Optimized Security for Reference Organization Items

Organizations can centrally govern item security using the definition organization while automatically extending the same access model to associated reference organizations. This feature simplifies administration, improves data consistency, reduces redundant security maintenance, and provides a more scalable approach for managing security across shared product data. It applies across Product Management user interfaces, search, structures, relationships, categories, integrations, and reporting.

Security Inheritance for Reference Organization Items

A centralized security inheritance model for reference organization items is introduced. Instead of maintaining separate security grants for items in each reference organization, you can manage access at the definition organization-level and automatically extend that access to all associated reference organizations.

When enabled, users who have access to an item in the definition organization automatically inherit access to the corresponding item in associated reference organizations. Similarly, users who don’t have access to the definition organization item can’t access the associated reference organization item.

The feature is applicable across Product Management services and interfaces, including:

• Item management
• Structures and where used
• Categories
• Relationships
• Item picker and search
• Publication processes
• REST and SOAP services
• OTBI subject areas and reporting
• Import and bulk processing

Users who can access structures, categories, and relationships in the definition organization automatically inherit access to the same information in associated reference organizations.

Search and Indexing Improvements

Here are the improvements for Redwood search experience and lean indexing framework:

• Secure indexing of reference organization items
• Inheritance of definition organization security during search operation

Item Picker and User Interaction Enhancements

Users can only search and select items they are authorized to access through the associated definition organization.
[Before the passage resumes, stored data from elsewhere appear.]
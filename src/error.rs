use std::io;
use thiserror::Error;

/// Errors produced while parsing an SVG document or its geometry.
///
/// A recognized-but-unhandled transform keyword never escapes as
/// [`Error::UnsupportedTransform`]: the resolver converts it to "no
/// transform" by policy. The variant exists so the policy has a name
/// when callers probe a transform string directly.
#[derive(Error, Debug)]
pub enum Error {
    /// Unparseable path data in a `d` or `points` attribute.
    #[error("malformed path data: {0}")]
    MalformedPathData(String),

    /// Non-numeric value where a number is required.
    #[error("invalid value for attribute '{attribute}': {value:?}")]
    InvalidAttributeValue { attribute: String, value: String },

    /// Transform keyword outside the supported rotate/translate/matrix set.
    #[error("unsupported transform: {0}")]
    UnsupportedTransform(String),

    /// Malformed XML. Fatal for the whole conversion.
    #[error("invalid SVG document: {0}")]
    Xml(#[from] roxmltree::Error),

    /// Unreadable input. Fatal for the whole conversion.
    #[error("IO error: {0}")]
    Io(#[from] io::Error),
}

pub type Result<T> = std::result::Result<T, Error>;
OTBI and Reporting Alignment

Users with access to definition organization item data automatically inherit access to corresponding reference organization item data in OTBI subject areas. This is controlled using the Upgrade Product Management Data scheduled process. In the Process Details window, specify the following details:

• Upgrade Process: Analysis or Execution 
• Functional Area:  Item reference organization assignments 
• Feature: Item reference organization security consolidation

Upgrade Product Management Data Scheduled Process

When the consolidation process is run:

• Inherited security is enabled
• Required indexing profiles are automatically updated
• Reference organization security management pages are hidden where applicable
• Security grants for reference organizations are centrally governed through the definition organization

After the upgrade: 

• Reference organization items inherit definition organization security.
• Security is consistently applied across Product Management services and interfaces.
• Search indexing behavior is updated to support inherited security.

Rollback Support

Users can undo the item reference organization security consolidation feature if needed. Run the same scheduled process with the Feature option set to Undo item reference organization security consolidation.

Rollback operations:

• Restores previous access behavior
• Rebuilds indexes
• Resets associated indexing profiles

This feature benefits your business in the following ways:

• Simplifies security administration by centralizing access management in the definition organization
• Reduces redundant security grants and administrative overhead
• Provides consistent user access across definition and reference organizations
• Improves governance and compliance for shared product data
• Enhances search accuracy and secure visibility of reference organization items
• Ensures consistent security behavior across UI, integrations, reporting, and workflows

Steps to enable and configure

You don't need to do anything to enable this feature.

Tips and considerations

• Review existing custom security configurations before using this feature.
• Validate user access behavior in a test environment prior to production rollout.
• Reference organization item security is inherited from the definition organization item.
• Users without access to the definition organization item won’t have access to the related reference organization item.
• Existing indexing and search processes may require a rebuild.
• Security management pages for reference organization items may no longer be available after consolidation.
• OTBI and reporting visibility will follow the inherited security model.

Key resources

• Oracle Fusion Cloud SCM: Implementing Product Management guide, available on the Oracle Help Center.
• Optimized Management of Reference Organization Items What’s New
• Redwood: View Scheduled Processes in the Navigator What’s New

Access requirements

Users who are assigned a configured job role that contains these privileges can access this feature:

• Manage File Import and Export (FND_MANAGE_FILE_IMPORT_AND_EXPORT_PRIV)
• Manage Item (EGP_MANAGE_ITEM_PRIV)

These privileges were available prior to this update.